| Provided information |
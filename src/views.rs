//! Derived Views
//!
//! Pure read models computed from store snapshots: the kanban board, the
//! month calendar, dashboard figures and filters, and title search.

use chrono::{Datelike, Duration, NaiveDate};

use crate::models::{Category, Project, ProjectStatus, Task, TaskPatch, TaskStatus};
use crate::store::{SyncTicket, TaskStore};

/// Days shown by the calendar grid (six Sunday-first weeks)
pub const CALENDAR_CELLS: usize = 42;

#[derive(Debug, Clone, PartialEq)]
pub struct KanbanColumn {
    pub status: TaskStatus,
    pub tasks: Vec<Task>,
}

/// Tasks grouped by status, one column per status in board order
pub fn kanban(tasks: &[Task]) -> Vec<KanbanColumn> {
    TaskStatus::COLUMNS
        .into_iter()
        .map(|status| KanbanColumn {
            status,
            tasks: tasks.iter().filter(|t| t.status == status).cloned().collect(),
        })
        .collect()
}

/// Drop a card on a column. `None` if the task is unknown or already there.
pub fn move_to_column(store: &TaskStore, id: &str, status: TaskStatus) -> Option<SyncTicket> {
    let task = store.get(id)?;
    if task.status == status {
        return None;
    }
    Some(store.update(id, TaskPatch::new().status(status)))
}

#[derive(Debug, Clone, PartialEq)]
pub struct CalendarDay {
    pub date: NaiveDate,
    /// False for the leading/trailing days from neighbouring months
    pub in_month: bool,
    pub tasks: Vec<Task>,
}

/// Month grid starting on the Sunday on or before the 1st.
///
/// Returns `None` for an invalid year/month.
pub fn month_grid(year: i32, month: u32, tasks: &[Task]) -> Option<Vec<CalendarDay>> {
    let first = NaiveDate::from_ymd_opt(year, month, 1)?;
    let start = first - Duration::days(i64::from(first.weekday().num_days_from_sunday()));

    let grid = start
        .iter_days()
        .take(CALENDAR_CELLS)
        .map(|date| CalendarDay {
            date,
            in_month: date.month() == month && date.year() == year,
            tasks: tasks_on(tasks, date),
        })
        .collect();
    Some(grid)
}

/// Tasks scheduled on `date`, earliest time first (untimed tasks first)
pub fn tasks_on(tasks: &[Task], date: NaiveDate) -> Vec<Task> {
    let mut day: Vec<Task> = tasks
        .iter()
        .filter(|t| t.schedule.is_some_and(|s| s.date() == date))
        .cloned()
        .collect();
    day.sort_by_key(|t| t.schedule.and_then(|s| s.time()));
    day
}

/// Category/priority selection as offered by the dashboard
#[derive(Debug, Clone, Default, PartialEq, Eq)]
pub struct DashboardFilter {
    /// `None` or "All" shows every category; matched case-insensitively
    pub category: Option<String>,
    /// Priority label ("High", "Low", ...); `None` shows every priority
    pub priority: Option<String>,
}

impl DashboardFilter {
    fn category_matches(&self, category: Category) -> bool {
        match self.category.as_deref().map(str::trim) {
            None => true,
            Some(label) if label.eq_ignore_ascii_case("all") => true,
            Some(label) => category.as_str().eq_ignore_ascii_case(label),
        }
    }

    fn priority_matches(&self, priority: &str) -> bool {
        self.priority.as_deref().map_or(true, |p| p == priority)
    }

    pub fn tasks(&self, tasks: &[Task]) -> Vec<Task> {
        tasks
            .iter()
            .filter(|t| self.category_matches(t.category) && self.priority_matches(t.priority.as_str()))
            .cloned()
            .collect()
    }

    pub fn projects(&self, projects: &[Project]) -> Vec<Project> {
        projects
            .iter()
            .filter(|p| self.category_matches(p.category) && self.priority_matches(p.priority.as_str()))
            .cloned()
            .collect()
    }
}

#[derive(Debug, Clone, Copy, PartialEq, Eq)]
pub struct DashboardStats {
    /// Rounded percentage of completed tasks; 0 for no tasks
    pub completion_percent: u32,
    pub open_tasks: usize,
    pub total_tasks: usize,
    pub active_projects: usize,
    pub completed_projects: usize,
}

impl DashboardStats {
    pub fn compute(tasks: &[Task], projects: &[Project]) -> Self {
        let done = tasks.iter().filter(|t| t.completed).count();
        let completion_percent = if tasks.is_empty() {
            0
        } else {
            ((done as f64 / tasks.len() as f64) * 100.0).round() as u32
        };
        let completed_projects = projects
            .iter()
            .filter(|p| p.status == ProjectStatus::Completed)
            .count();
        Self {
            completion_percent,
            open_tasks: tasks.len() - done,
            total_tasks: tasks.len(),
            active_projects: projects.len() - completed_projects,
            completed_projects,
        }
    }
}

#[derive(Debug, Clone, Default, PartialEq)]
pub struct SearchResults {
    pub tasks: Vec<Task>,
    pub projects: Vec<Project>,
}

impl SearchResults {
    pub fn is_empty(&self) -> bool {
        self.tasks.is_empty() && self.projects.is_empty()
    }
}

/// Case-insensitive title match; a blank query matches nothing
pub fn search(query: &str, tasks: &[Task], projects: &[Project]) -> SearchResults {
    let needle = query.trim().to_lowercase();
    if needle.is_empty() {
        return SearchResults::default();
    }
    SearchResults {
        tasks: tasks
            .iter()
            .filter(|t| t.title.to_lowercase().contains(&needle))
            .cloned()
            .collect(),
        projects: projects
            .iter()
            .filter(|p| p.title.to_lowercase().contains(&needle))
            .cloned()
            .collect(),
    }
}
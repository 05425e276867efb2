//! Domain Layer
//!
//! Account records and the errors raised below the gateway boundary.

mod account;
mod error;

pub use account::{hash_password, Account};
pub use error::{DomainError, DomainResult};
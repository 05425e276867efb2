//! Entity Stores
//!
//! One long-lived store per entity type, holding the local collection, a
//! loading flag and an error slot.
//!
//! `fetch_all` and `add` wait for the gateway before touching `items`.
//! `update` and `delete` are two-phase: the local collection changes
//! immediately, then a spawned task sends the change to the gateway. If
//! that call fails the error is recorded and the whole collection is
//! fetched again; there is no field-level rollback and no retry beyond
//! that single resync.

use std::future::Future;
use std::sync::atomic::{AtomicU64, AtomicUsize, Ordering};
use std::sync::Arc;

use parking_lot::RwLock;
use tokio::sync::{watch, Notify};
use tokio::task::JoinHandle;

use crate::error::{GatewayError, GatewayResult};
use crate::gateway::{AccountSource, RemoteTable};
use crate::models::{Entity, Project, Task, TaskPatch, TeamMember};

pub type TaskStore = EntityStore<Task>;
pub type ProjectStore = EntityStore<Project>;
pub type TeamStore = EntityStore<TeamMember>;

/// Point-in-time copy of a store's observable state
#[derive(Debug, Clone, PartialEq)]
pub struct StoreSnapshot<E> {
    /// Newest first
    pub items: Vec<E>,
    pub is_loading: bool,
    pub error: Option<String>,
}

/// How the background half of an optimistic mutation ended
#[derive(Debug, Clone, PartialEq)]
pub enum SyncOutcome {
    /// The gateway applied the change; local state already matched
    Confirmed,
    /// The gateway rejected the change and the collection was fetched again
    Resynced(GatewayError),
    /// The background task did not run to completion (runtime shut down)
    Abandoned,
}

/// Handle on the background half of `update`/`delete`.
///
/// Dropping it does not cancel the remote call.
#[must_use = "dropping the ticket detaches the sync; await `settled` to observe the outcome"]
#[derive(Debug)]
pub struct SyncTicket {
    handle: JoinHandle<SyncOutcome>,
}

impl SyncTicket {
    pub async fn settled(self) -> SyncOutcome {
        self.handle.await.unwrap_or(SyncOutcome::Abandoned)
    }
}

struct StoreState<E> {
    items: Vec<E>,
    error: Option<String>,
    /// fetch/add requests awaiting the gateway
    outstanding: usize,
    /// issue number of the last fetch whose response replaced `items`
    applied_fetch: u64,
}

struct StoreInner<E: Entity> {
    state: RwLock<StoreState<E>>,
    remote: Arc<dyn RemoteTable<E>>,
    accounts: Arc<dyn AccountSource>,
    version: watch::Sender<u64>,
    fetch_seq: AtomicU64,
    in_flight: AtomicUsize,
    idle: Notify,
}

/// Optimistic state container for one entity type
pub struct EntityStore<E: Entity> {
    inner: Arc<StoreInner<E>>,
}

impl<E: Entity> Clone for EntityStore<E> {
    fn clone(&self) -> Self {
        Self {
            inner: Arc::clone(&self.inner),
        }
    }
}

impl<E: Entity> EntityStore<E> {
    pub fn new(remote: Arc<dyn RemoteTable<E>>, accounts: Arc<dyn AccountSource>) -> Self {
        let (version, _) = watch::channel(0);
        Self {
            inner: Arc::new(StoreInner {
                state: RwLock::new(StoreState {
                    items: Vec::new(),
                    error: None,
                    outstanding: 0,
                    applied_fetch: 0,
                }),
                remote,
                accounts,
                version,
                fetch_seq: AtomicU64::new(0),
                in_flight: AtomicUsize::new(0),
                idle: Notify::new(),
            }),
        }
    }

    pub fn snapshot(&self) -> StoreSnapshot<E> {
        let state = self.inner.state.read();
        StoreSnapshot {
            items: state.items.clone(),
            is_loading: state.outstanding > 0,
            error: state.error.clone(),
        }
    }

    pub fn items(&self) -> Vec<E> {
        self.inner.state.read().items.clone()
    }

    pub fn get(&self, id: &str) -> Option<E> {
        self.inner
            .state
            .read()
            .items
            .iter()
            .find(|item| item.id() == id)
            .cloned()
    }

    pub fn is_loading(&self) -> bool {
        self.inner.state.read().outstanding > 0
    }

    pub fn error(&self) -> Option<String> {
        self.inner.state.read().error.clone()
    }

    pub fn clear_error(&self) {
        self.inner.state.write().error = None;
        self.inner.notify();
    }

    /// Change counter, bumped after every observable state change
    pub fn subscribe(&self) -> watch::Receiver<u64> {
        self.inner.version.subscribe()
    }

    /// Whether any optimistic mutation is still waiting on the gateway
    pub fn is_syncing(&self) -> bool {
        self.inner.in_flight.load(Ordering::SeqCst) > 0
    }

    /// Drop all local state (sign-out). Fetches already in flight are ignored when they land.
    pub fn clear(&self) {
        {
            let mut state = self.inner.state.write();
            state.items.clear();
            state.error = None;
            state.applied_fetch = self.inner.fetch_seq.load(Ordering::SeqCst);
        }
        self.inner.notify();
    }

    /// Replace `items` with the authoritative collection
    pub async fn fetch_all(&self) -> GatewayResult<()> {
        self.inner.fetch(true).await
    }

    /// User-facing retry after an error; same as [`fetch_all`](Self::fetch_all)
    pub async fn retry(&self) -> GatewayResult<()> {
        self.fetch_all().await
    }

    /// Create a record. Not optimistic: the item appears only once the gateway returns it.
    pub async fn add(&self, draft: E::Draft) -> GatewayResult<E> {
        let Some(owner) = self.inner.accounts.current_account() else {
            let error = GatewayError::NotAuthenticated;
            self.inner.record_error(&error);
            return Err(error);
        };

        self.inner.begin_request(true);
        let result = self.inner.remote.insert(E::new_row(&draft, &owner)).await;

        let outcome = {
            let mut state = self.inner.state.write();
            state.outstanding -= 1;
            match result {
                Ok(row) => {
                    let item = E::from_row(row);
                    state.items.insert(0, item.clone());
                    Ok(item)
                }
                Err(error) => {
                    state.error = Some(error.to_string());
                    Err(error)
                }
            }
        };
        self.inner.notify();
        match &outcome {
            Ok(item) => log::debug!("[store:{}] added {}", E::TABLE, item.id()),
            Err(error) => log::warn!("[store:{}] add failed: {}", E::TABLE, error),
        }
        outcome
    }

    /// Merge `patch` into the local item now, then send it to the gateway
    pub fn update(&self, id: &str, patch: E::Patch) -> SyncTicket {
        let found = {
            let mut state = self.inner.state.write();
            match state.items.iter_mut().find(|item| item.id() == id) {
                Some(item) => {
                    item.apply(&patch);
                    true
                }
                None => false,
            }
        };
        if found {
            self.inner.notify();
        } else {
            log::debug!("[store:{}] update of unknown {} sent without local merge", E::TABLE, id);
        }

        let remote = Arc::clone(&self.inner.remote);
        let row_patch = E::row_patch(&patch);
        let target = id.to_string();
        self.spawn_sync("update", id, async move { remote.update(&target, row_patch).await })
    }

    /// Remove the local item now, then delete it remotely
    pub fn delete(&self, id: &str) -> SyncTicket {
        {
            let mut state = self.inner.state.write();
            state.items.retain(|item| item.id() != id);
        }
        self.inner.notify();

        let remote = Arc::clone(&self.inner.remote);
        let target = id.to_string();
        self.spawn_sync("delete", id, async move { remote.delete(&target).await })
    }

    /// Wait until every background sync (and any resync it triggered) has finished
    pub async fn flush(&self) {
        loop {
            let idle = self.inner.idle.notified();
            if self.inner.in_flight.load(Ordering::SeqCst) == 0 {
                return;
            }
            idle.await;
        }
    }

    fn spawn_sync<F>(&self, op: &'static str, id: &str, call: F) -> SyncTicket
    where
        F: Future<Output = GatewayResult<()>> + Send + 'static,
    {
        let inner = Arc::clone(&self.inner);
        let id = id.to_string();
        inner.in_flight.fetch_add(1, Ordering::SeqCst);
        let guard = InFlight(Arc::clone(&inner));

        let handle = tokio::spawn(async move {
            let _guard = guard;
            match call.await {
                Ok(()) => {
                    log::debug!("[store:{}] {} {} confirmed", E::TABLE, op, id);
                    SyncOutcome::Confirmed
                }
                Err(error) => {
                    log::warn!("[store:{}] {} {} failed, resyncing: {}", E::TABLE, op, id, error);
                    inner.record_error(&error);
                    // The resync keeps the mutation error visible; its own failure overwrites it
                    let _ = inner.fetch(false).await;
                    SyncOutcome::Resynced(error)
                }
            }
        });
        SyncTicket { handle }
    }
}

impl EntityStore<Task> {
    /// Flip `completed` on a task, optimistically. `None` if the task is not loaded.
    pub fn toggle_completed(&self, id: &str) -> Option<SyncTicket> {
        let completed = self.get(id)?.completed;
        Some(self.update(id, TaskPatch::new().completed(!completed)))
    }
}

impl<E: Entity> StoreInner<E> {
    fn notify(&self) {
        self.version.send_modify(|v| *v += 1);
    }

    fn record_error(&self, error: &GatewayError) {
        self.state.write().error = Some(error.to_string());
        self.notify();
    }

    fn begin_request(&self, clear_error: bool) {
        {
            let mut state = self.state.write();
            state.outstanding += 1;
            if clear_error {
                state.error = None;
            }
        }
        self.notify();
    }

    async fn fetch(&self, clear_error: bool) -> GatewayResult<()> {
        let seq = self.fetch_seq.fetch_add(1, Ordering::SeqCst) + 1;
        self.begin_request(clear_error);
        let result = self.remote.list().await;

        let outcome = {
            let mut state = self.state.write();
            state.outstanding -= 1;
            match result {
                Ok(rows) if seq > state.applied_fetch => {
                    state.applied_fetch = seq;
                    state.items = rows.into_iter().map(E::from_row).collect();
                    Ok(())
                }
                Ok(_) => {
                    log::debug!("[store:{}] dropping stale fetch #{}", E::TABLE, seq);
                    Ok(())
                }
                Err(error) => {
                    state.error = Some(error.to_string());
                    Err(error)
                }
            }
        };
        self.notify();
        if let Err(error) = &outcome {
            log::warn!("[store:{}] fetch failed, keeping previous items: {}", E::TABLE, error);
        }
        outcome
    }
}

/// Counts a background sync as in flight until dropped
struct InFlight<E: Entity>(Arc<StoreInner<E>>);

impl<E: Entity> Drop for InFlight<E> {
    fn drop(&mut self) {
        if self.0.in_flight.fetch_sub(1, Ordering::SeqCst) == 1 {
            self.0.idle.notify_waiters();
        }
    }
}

| About this task |
I need every line of the material that includes "first", so please copy them out.

| Answer section |
/// Days shown by the calendar grid (six Sunday-first weeks)
    let first = NaiveDate::from_ymd_opt(year, month, 1)?;
    let start = first - Duration::days(i64::from(first.weekday().num_days_from_sunday()));
/// Tasks scheduled on `date`, earliest time first (untimed tasks first)
    /// Newest first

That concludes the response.